Transplants and Lupus

The World Health Organization estimates that more than 69,000 kidney transplants are performed worldwide. Whether the transplant is from a close friend, relative, or even total stranger, receiving a new kidney can mean getting a new lease on life for those with lupus nephritis and kidney failure.

Introduction to Lupus and Kidney Transplants

Kidneys are one of the most commonly transplanted organs, and many of the recipients include those with lupus nephritis (LN). 10-30% of those with LN will eventually develop kidney failure or end-stage renal disease (ESRD) and need a donor organ.

Donor kidneys can come from either a living or deceased donor. Kidneys coming from living donors are preferable. About 46% of all kidney transplants performed worldwide are from living donors. Living donor transplants are viable for 15-20 years, while a kidney match from a deceased donor is viable for 10-15 years. If there is not an immediate match, someone needing a transplant may have to go on a donor waitlist. The waitlist can be anywhere from 3 to 5 years long, if not longer. Donors may come from a living match in a database, or someone recently deceased who agreed to be a donor upon death

About 50% of kidney transplants are rejected, and the risk is slightly higher for African Americans (57%). However, the benefits far outweigh the risks. A new kidney can improve an individual’s quality of life significantly. Benefits include having more strength and stamina, enjoying a more normal diet and fluid intake, alleviating health conditions such as anemia and high blood pressure, and having more control over daily life.

How do I know if I need a kidney transplant?

Not everyone with lupus nephritis will need a transplant – often, symptoms are minimal without leading to kidney damage and can be controlled with medication and lifestyle changes. However, for some with severe LN, a transplant may be inevitable. Those at the highest risk of needing a kidney transplant include young, African American women with SLE. This increased risk may be due to several factors, including physiology, the environment, and even social determinants of health (poverty rate, education, safety, etc.).

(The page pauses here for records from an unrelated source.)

//! Ordered outbox of remote writes, persisted next to the cache.
//!
//! Writes issued while the session is cloud-active are recorded here before
//! they are sent. A successful commit removes the entry; a failed one stays
//! (status `Failed`) and is replayed, in order, the next time the store is
//! reachable at startup. Batches the store can never accept are parked as
//! `Dead` and skipped from then on.

use chrono::{DateTime, Utc};
use rusqlite::{Connection, Row, params};

use smartmaint_events::Collection;

use crate::cache::{CacheError, LocalCache};
use crate::remote::WriteOp;
use crate::types::{PendingStatus, PendingWrite};

/// Outbox sharing the cache's SQLite connection.
#[derive(Debug, Clone)]
pub struct PendingWrites {
    cache: LocalCache,
}

impl PendingWrites {
    pub fn attach(cache: &LocalCache) -> Result<Self, CacheError> {
        cache.connection()?.execute(
            r#"
            CREATE TABLE IF NOT EXISTS pending_writes (
                seq          INTEGER PRIMARY KEY AUTOINCREMENT,
                collection   TEXT NOT NULL,
                ops          TEXT NOT NULL,
                status       TEXT NOT NULL,
                created_at   TEXT NOT NULL,
                attempted_at TEXT NULL,
                error        TEXT NULL
            )
            "#,
            [],
        )?;

        Ok(Self { cache: cache.clone() })
    }

    /// Record a batch; returns its sequence number.
    pub fn enqueue(&self, collection: Collection, ops: &[WriteOp]) -> Result<i64, CacheError> {
        let payload = serde_json::to_string(ops).map_err(|source| CacheError::Serialization {
            key: format!("pending_writes/{collection}"),
            source,
        })?;

        let conn = self.cache.connection()?;
        conn.execute(
            r#"
            INSERT INTO pending_writes (collection, ops, status, created_at, attempted_at, error)
            VALUES (?1, ?2, ?3, ?4, NULL, NULL)
            "#,
            params![
                collection.name(),
                payload,
                PendingStatus::Pending.as_str(),
                Utc::now().to_rfc3339()
            ],
        )?;
        Ok(conn.last_insert_rowid())
    }

    /// Every live entry, oldest first.
    ///
    /// Rows that no longer decode are parked as `Dead` so they stop counting
    /// towards [`len`](Self::len).
    pub fn list_pending(&self) -> Result<Vec<PendingWrite>, CacheError> {
        let conn = self.cache.connection()?;
        let mut out = Vec::new();
        let mut unreadable = Vec::new();
        {
            let mut stmt = conn.prepare(
                r#"
                SELECT seq, collection, ops, status, created_at, attempted_at, error
                FROM pending_writes
                WHERE status != ?1
                ORDER BY seq ASC
                "#,
            )?;
            let rows = stmt.query_map(params![PendingStatus::Dead.as_str()], |row| {
                Ok((row.get::<_, i64>(0)?, row_to_pending(row)))
            })?;
            for row in rows {
                match row? {
                    (_, Ok(write)) => out.push(write),
                    (seq, Err(err)) => unreadable.push((seq, err)),
                }
            }
        }

        for (seq, err) in unreadable {
            tracing::error!(seq, error = %err, "parking unreadable outbox row");
            set_status(&conn, seq, PendingStatus::Dead, &err)?;
        }
        Ok(out)
    }

    /// Acknowledged by the remote store; forget it.
    pub fn mark_done(&self, seq: i64) -> Result<(), CacheError> {
        self.cache
            .connection()?
            .execute("DELETE FROM pending_writes WHERE seq = ?1", params![seq])?;
        Ok(())
    }

    pub fn mark_failed(&self, seq: i64, error: &str) -> Result<(), CacheError> {
        set_status(&*self.cache.connection()?, seq, PendingStatus::Failed, error)
    }

    /// The remote store refused the batch for good; never replay it.
    pub fn mark_dead(&self, seq: i64, error: &str) -> Result<(), CacheError> {
        set_status(&*self.cache.connection()?, seq, PendingStatus::Dead, error)
    }

    /// Live entries (pending or failed).
    pub fn len(&self) -> Result<usize, CacheError> {
        self.count("SELECT COUNT(*) FROM pending_writes WHERE status != ?1")
    }

    /// Entries parked as `Dead`.
    pub fn dead_count(&self) -> Result<usize, CacheError> {
        self.count("SELECT COUNT(*) FROM pending_writes WHERE status = ?1")
    }

    fn count(&self, sql: &str) -> Result<usize, CacheError> {
        let n: i64 = self
            .cache
            .connection()?
            .query_row(sql, params![PendingStatus::Dead.as_str()], |row| row.get(0))?;
        Ok(n as usize)
    }

    pub fn is_empty(&self) -> Result<bool, CacheError> {
        Ok(self.len()? == 0)
    }
}

fn set_status(conn: &Connection, seq: i64, status: PendingStatus, error: &str) -> Result<(), CacheError> {
    conn.execute(
        "UPDATE pending_writes SET status = ?1, attempted_at = ?2, error = ?3 WHERE seq = ?4",
        params![status.as_str(), Utc::now().to_rfc3339(), error, seq],
    )?;
    Ok(())
}

/// Map a row; the inner error describes a row whose content cannot be decoded.
fn row_to_pending(row: &Row<'_>) -> Result<PendingWrite, String> {
    let seq: i64 = row.get(0).map_err(|e| e.to_string())?;
    let collection: String = row.get(1).map_err(|e| e.to_string())?;
    let ops: String = row.get(2).map_err(|e| e.to_string())?;
    let status: String = row.get(3).map_err(|e| e.to_string())?;
    let created_at: String = row.get(4).map_err(|e| e.to_string())?;
    let attempted_at: Option<String> = row.get(5).map_err(|e| e.to_string())?;
    let error: Option<String> = row.get(6).map_err(|e| e.to_string())?;

    let collection = Collection::ALL
        .into_iter()
        .find(|c| c.name() == collection)
        .ok_or_else(|| format!("seq {seq}: unknown collection {collection:?}"))?;
    let ops: Vec<WriteOp> = serde_json::from_str(&ops).map_err(|e| format!("seq {seq}: {e}"))?;
    let status = PendingStatus::parse(&status).ok_or_else(|| format!("seq {seq}: invalid status {status:?}"))?;

    Ok(PendingWrite {
        seq,
        collection,
        ops,
        status,
        created_at: parse_ts(&created_at).ok_or_else(|| format!("seq {seq}: bad created_at"))?,
        attempted_at: attempted_at.as_deref().and_then(parse_ts),
        error,
    })
}

fn parse_ts(s: &str) -> Option<DateTime<Utc>> {
    DateTime::parse_from_rfc3339(s).ok().map(|dt| dt.with_timezone(&Utc))
}
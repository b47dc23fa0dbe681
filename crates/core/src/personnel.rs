//! Staff and work areas.
//!
//! Employees reference areas by *name* on the wire (`areas_asignadas`), so any
//! change to an [`Area`] has to be cascaded explicitly through
//! [`cascade_area_rename`] / [`cascade_area_delete`].

use serde::{Deserialize, Serialize};

use crate::entity::Entity;
use crate::error::{DomainError, DomainResult};
use crate::id::{AreaId, EmployeeId, ProductId};

/// A work area (e.g. "Salones").
#[derive(Debug, Clone, PartialEq, Eq, Serialize, Deserialize)]
pub struct Area {
    pub id: AreaId,
    #[serde(rename = "nombre")]
    pub name: String,
}

impl Entity for Area {
    type Id = AreaId;

    fn id(&self) -> &Self::Id {
        &self.id
    }
}

impl Area {
    /// Create an area with a fresh id; the name is trimmed and must not be blank.
    pub fn new(name: &str) -> DomainResult<Self> {
        Ok(Self {
            id: AreaId::new(),
            name: normalize_area_name(name)?,
        })
    }
}

/// A staff member allowed to draw supplies.
#[derive(Debug, Clone, PartialEq, Eq, Serialize, Deserialize)]
pub struct Employee {
    pub id: EmployeeId,
    #[serde(rename = "nombre")]
    pub name: String,
    #[serde(rename = "num_empleado")]
    pub employee_number: String,
    #[serde(rename = "areas_asignadas", default)]
    pub areas: Vec<String>,
    #[serde(rename = "productos_permitidos", default)]
    pub permitted_products: Vec<ProductId>,
    /// Weekly per-product quantity above which the Smart Lock considers usage excessive.
    #[serde(rename = "limite_alerta_cantidad")]
    pub alert_limit: u32,
}

impl Entity for Employee {
    type Id = EmployeeId;

    fn id(&self) -> &Self::Id {
        &self.id
    }
}

impl Employee {
    pub fn may_draw(&self, product_id: &ProductId) -> bool {
        self.permitted_products.contains(product_id)
    }

    pub fn validate(&self) -> DomainResult<()> {
        if self.name.trim().is_empty() {
            return Err(DomainError::validation("employee name cannot be empty"));
        }
        if self.alert_limit == 0 {
            return Err(DomainError::validation("alert limit must be greater than zero"));
        }
        Ok(())
    }
}

/// Trim an area name, rejecting blank input.
pub fn normalize_area_name(name: &str) -> DomainResult<String> {
    let trimmed = name.trim();
    if trimmed.is_empty() {
        return Err(DomainError::validation("area name cannot be empty"));
    }
    Ok(trimmed.to_string())
}

/// Replace every occurrence of `old_name` in assigned areas with `new_name`.
///
/// Returns the number of employees that changed. Set sizes are unchanged.
pub fn cascade_area_rename(employees: &mut [Employee], old_name: &str, new_name: &str) -> usize {
    let mut touched = 0;
    for emp in employees.iter_mut() {
        let mut changed = false;
        for area in emp.areas.iter_mut().filter(|a| a.as_str() == old_name) {
            *area = new_name.to_string();
            changed = true;
        }
        if changed {
            touched += 1;
        }
    }
    touched
}

/// Remove `name` from every employee's assigned areas.
///
/// Returns the number of employees that changed.
pub fn cascade_area_delete(employees: &mut [Employee], name: &str) -> usize {
    let mut touched = 0;
    for emp in employees.iter_mut() {
        let before = emp.areas.len();
        emp.areas.retain(|a| a != name);
        if emp.areas.len() != before {
            touched += 1;
        }
    }
    touched
}

#[cfg(test)]
mod tests {
    use super::*;
    use proptest::prelude::*;

    fn employee(id: &str, areas: &[&str]) -> Employee {
        Employee {
            id: EmployeeId::from(id),
            name: "Juan Pérez".to_string(),
            employee_number: "M-001".to_string(),
            areas: areas.iter().map(|a| a.to_string()).collect(),
            permitted_products: vec![ProductId::from("p1")],
            alert_limit: 10,
        }
    }

    #[test]
    fn rename_replaces_name_in_place() {
        let mut emps = vec![
            employee("e1", &["Salones", "Bodegas"]),
            employee("e2", &["Oficinas"]),
        ];
        let touched = cascade_area_rename(&mut emps, "Salones", "Aulas");

        assert_eq!(touched, 1);
        assert_eq!(emps[0].areas, vec!["Aulas", "Bodegas"]);
        assert_eq!(emps[1].areas, vec!["Oficinas"]);
    }

    #[test]
    fn delete_unassigns_everywhere() {
        let mut emps = vec![
            employee("e1", &["Salones", "Bodegas"]),
            employee("e2", &["Bodegas"]),
        ];
        let touched = cascade_area_delete(&mut emps, "Bodegas");

        assert_eq!(touched, 2);
        assert_eq!(emps[0].areas, vec!["Salones"]);
        assert!(emps[1].areas.is_empty());
    }

    #[test]
    fn blank_area_names_are_rejected() {
        assert!(Area::new("   ").is_err());
        assert_eq!(Area::new("  Canchas ").unwrap().name, "Canchas");
    }

    #[test]
    fn validate_rejects_zero_limit() {
        let mut e = employee("e1", &[]);
        e.alert_limit = 0;
        assert!(e.validate().is_err());
    }

    #[test]
    fn missing_assignment_lists_default_to_empty() {
        let json = serde_json::json!({
            "id": "e9",
            "nombre": "Ana",
            "num_empleado": "M-009",
            "limite_alerta_cantidad": 4
        });
        let e: Employee = serde_json::from_value(json).unwrap();
        assert!(e.areas.is_empty());
        assert!(e.permitted_products.is_empty());
    }

    proptest! {
        #[test]
        fn rename_preserves_cardinality(
            areas in prop::collection::vec(prop::sample::select(vec!["Salones", "Bodegas", "Oficinas", "Canchas"]), 0..6)
        ) {
            let mut emps = vec![employee("e1", &areas)];
            let before = emps[0].areas.len();
            cascade_area_rename(&mut emps, "Salones", "Aulas");

            prop_assert_eq!(emps[0].areas.len(), before);
            prop_assert!(!emps[0].areas.iter().any(|a| a == "Salones"));
            let expected_aulas = areas.iter().filter(|a| **a == "Salones").count();
            prop_assert_eq!(emps[0].areas.iter().filter(|a| *a == "Aulas").count(), expected_aulas);
        }
    }
}
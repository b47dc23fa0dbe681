//! `smartmaint-core`: custody domain building blocks.
//!
//! This crate contains the **pure domain** of the inventory-custody system:
//! entities, identifiers and the invariants that hold on them (stock clamp,
//! area cascades, security settings validation). No IO lives here.

pub mod catalog;
pub mod config;
pub mod entity;
pub mod error;
pub mod id;
pub mod personnel;
pub mod reports;
pub mod seed;
pub mod transaction;

pub use catalog::{Classification, Product, StockWithdrawal, apply_withdrawals};
pub use config::{AppConfig, Role};
pub use entity::{Entity, remove_by_id, upsert_by_id};
pub use error::{DomainError, DomainResult};
pub use id::{AreaId, EmployeeId, ProductId, TransactionId};
pub use personnel::{Area, Employee, cascade_area_delete, cascade_area_rename};
pub use transaction::{Transaction, TransactionItem};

Once it is determined that damage has occurred in the kidneys, the severity of lupus nephritis is measured using a six-level class system developed by the International Society of Nephrology and the Renal Pathology Society:

Class 1: Minimal Mesangial Glomerulonephritis

Minimal kidney damage with minimal symptoms.

Class 2: Mesangial Proliferative Glomerulonephritis

An area of the kidney may show LN, and there may be blood and protein in the urine.

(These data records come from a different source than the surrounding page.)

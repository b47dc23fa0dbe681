//! Domain error model.

use thiserror::Error;

/// Result type used across the custody domain.
pub type DomainResult<T> = Result<T, DomainError>;

/// Domain-level error.
///
/// Deterministic business failures only (validation, invariants, lookups,
/// credentials). Storage and network failures belong to the sync layer.
#[derive(Debug, Error, Clone, PartialEq, Eq)]
pub enum DomainError {
    /// A value failed validation (blank name, malformed PIN, ...).
    #[error("validation failed: {0}")]
    Validation(String),

    /// A domain invariant was violated.
    #[error("invariant violated: {0}")]
    InvariantViolation(String),

    /// An identifier was invalid (e.g. empty).
    #[error("invalid identifier: {0}")]
    InvalidId(String),

    /// A referenced entity does not exist.
    #[error("{kind} not found: {id}")]
    NotFound { kind: &'static str, id: String },

    /// Credentials did not match the security settings.
    #[error("unauthorized")]
    Unauthorized,
}

impl DomainError {
    pub fn validation(msg: impl Into<String>) -> Self {
        Self::Validation(msg.into())
    }

    pub fn invariant(msg: impl Into<String>) -> Self {
        Self::InvariantViolation(msg.into())
    }

    pub fn invalid_id(msg: impl Into<String>) -> Self {
        Self::InvalidId(msg.into())
    }

    pub fn not_found(kind: &'static str, id: impl Into<String>) -> Self {
        Self::NotFound {
            kind,
            id: id.into(),
        }
    }
}
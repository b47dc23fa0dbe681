//! Conversational helper boundary.
//!
//! The helper is a black box: it receives a read-only text snapshot of the
//! catalog, staff and areas plus the user's question, and answers in free text
//! with optional web citations. No concrete model client lives in this crate.

use serde::{Deserialize, Serialize};

use smartmaint_core::{Area, Employee, Product};

use crate::error::AiError;

/// A cited source attached to an answer.
#[derive(Debug, Clone, PartialEq, Eq, Serialize, Deserialize)]
pub struct Citation {
    pub title: String,
    pub uri: String,
}

#[derive(Debug, Clone, PartialEq, Eq, Serialize, Deserialize)]
pub struct AssistantReply {
    pub text: String,
    #[serde(default)]
    pub sources: Vec<Citation>,
}

/// Read-only snapshot handed to the assistant.
#[derive(Debug, Clone, Copy)]
pub struct InventoryContext<'a> {
    pub products: &'a [Product],
    pub employees: &'a [Employee],
    pub areas: &'a [Area],
}

impl<'a> InventoryContext<'a> {
    pub fn from_snapshot(products: &'a [Product], employees: &'a [Employee], areas: &'a [Area]) -> Self {
        Self {
            products,
            employees,
            areas,
        }
    }

    /// Plain-text rendering used as model context.
    pub fn render(&self) -> String {
        let mut out = String::from("CURRENT INVENTORY DATA:\n\nPRODUCTS:\n");
        for p in self.products {
            out.push_str(&format!(
                "- {} ({}): {} {} (min: {}) - class: {}\n",
                p.name, p.brand, p.stock, p.unit, p.min_stock, p.classification
            ));
        }

        out.push_str("\nEMPLOYEES:\n");
        for e in self.employees {
            out.push_str(&format!("- {}: areas {}\n", e.name, e.areas.join(", ")));
        }

        let areas: Vec<&str> = self.areas.iter().map(|a| a.name.as_str()).collect();
        out.push_str("\nAREAS:\n");
        out.push_str(&areas.join(", "));
        out.push('\n');
        out
    }
}

/// Answers free-text questions about the current inventory.
#[async_trait::async_trait]
pub trait Assistant: Send + Sync {
    async fn ask(&self, context: InventoryContext<'_>, query: &str) -> Result<AssistantReply, AiError>;
}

Class 3: Focal Glomerulonephritis

There is less than 50% damage to the main blood vessels of the kidney. There may be blood/protein in the urine, and blood pressure may be high.

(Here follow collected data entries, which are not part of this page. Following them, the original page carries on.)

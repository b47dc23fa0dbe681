//! Runtime configuration of the sync layer (environment driven).

use std::path::PathBuf;
use std::time::Duration;

use anyhow::Context;
use thiserror::Error;

pub const ENV_DATA_DIR: &str = "SMARTMAINT_DATA_DIR";
pub const ENV_PROBE_TIMEOUT_MS: &str = "SMARTMAINT_PROBE_TIMEOUT_MS";
pub const ENV_BROADCAST_CAPACITY: &str = "SMARTMAINT_BROADCAST_CAPACITY";

const DEFAULT_PROBE_TIMEOUT: Duration = Duration::from_secs(3);
const DEFAULT_BROADCAST_CAPACITY: usize = 256;
const DATABASE_FILE: &str = "smartmaint.db";

#[derive(Debug, Error)]
pub enum SettingsError {
    #[error("invalid {key}: {reason}")]
    Invalid { key: &'static str, reason: String },
    #[error(transparent)]
    Location(#[from] anyhow::Error),
}

/// Sync layer settings.
#[derive(Debug, Clone, PartialEq, Eq)]
pub struct SyncSettings {
    /// Directory holding the on-device database.
    pub data_dir: PathBuf,
    /// How long the startup probe may take before the session goes local-only.
    pub probe_timeout: Duration,
    /// Capacity of the cross-context relay channel.
    pub broadcast_capacity: usize,
}

impl SyncSettings {
    /// Settings for a given data directory with default timings.
    pub fn with_data_dir(data_dir: impl Into<PathBuf>) -> Self {
        Self {
            data_dir: data_dir.into(),
            probe_timeout: DEFAULT_PROBE_TIMEOUT,
            broadcast_capacity: DEFAULT_BROADCAST_CAPACITY,
        }
    }

    pub fn with_probe_timeout(mut self, timeout: Duration) -> Self {
        self.probe_timeout = timeout;
        self
    }

    pub fn with_broadcast_capacity(mut self, capacity: usize) -> Self {
        self.broadcast_capacity = capacity;
        self
    }

    /// Read settings from the process environment.
    pub fn from_env() -> Result<Self, SettingsError> {
        Self::from_lookup(|key| std::env::var(key).ok())
    }

    /// Read settings through `lookup` (the environment, a test map, ...).
    pub fn from_lookup<F>(lookup: F) -> Result<Self, SettingsError>
    where
        F: Fn(&str) -> Option<String>,
    {
        let data_dir = match lookup(ENV_DATA_DIR).filter(|v| !v.trim().is_empty()) {
            Some(dir) => PathBuf::from(dir),
            None => default_data_dir()?,
        };

        let probe_timeout = match lookup(ENV_PROBE_TIMEOUT_MS) {
            Some(raw) => Duration::from_millis(parse_positive(ENV_PROBE_TIMEOUT_MS, &raw)?),
            None => DEFAULT_PROBE_TIMEOUT,
        };

        let broadcast_capacity = match lookup(ENV_BROADCAST_CAPACITY) {
            Some(raw) => parse_positive(ENV_BROADCAST_CAPACITY, &raw)? as usize,
            None => DEFAULT_BROADCAST_CAPACITY,
        };

        Ok(Self {
            data_dir,
            probe_timeout,
            broadcast_capacity,
        })
    }

    /// `{data_dir}/smartmaint.db` (cache and outbox share the file).
    pub fn database_path(&self) -> PathBuf {
        self.data_dir.join(DATABASE_FILE)
    }
}

fn parse_positive(key: &'static str, raw: &str) -> Result<u64, SettingsError> {
    match raw.trim().parse::<u64>() {
        Ok(0) => Err(SettingsError::Invalid {
            key,
            reason: "must be greater than zero".to_string(),
        }),
        Ok(v) => Ok(v),
        Err(err) => Err(SettingsError::Invalid {
            key,
            reason: format!("{raw:?} is not a number ({err})"),
        }),
    }
}

/// `{app_data_dir}/smartmaint`, falling back to `~/.local/share/smartmaint`.
fn default_data_dir() -> anyhow::Result<PathBuf> {
    let base = dirs::data_dir()
        .or_else(|| dirs::home_dir().map(|mut h| {
            h.push(".local");
            h.push("share");
            h
        }))
        .context("failed to resolve OS app data directory - tried data_dir() and home_dir()/.local/share")?;

    Ok(base.join("smartmaint"))
}

#[cfg(test)]
mod tests {
    use super::*;
    use std::collections::HashMap;

    fn lookup(pairs: &[(&str, &str)]) -> impl Fn(&str) -> Option<String> {
        let map: HashMap<String, String> = pairs
            .iter()
            .map(|(k, v)| (k.to_string(), v.to_string()))
            .collect();
        move |key| map.get(key).cloned()
    }

    #[test]
    fn explicit_values_are_used() {
        let s = SyncSettings::from_lookup(lookup(&[
            (ENV_DATA_DIR, "/tmp/sm"),
            (ENV_PROBE_TIMEOUT_MS, "1500"),
            (ENV_BROADCAST_CAPACITY, "16"),
        ]))
        .unwrap();

        assert_eq!(s.data_dir, PathBuf::from("/tmp/sm"));
        assert_eq!(s.probe_timeout, Duration::from_millis(1500));
        assert_eq!(s.broadcast_capacity, 16);
        assert_eq!(s.database_path(), PathBuf::from("/tmp/sm/smartmaint.db"));
    }

    #[test]
    fn probe_timeout_defaults_to_three_seconds() {
        let s = SyncSettings::from_lookup(lookup(&[(ENV_DATA_DIR, "/tmp/sm")])).unwrap();
        assert_eq!(s.probe_timeout, Duration::from_secs(3));
        assert_eq!(s.broadcast_capacity, 256);
    }

    #[test]
    fn garbage_numbers_are_rejected() {
        let err = SyncSettings::from_lookup(lookup(&[
            (ENV_DATA_DIR, "/tmp/sm"),
            (ENV_PROBE_TIMEOUT_MS, "soon"),
        ]))
        .unwrap_err();
        assert!(matches!(err, SettingsError::Invalid { key: ENV_PROBE_TIMEOUT_MS, .. }));

        let err = SyncSettings::from_lookup(lookup(&[
            (ENV_DATA_DIR, "/tmp/sm"),
            (ENV_BROADCAST_CAPACITY, "0"),
        ]))
        .unwrap_err();
        assert!(matches!(err, SettingsError::Invalid { key: ENV_BROADCAST_CAPACITY, .. }));
    }
}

Class 4: Diffuse Proliferative Glomerulonephritis

There is more than 50% damage to the kidney’s main blood vessels, and there may be kidney damage. Kidney function may also be impaired, and blood pressure may be high.

Class 5: Membranous Glomerulonephritis

Symptoms from classes 3 and 4 may be present and hardening of the vessels in the kidneys, and it may be time for dialysis or even a transplant.

Class 6: Advanced Sclerotic

More than 90% of the kidney’s major vessels are damaged, and it may be time for dialysis or a transplant.

In the case of class 5 or 6 lupus nephritis, chances are high that a kidney transplant will be needed, and the practitioner will start discussing the transplantation process with to prepare the patient for what is to come.

I need a kidney transplant. Now what?

Your healthcare practitioner will first check your lupus disease activity. Disease activity needs to be low or in remission to avoid flares and complications from transplant surgery. If disease activity is too high, dialysis may be suggested first, in order to get your lupus symptoms under control.  This generally takes 3 to 6 months. However, studies have shown it to take longer for some individuals, especially for African Americans.

When lupus activity is low and it is time to start looking for a donor, the following steps will need to be taken:

  • A cardiac evaluation will be performed to ensure your cardiovascular system is healthy enough to go through surgery.
  • A test for antiphospholipid syndrome (APS) and the presence of antiphospholipid antibodies (aPL) will be ordered. Both conditions can increase the risk for organ rejection.

Once a patient’s health is stable enough to receive a transplant, they will be referred to a transplant center, which will help you locate a donor. Need is prioritized by those who have a compromised immune system, blood type, and if a donor match is available – that is, someone whose blood and tissue types match yours. While the process can be stressful, eventually finding the perfect match can be exhilarating and bring an enormous sense of relief.

Getting an organ transplant is truly a stressful, life-changing event. Therefore, there are things you will need to do to make the process as stress-free as possible:

  • keep all healthcare appointments and follow any instructions to stay as healthy as possible;
  • organize your personal/financial affairs and coordinate your support system so they can provide the physical and emotional support you will need;
  • educate yourself on what it means to be a transplant recipient and how your health insurance works;
  • stay in close contact with your healthcare team by always having your phone with you in case a donor is available at a moment’s notice;
  • mentally prepare yourself for surgery and recovery; and
  • have your hospital bag packed and ready to go!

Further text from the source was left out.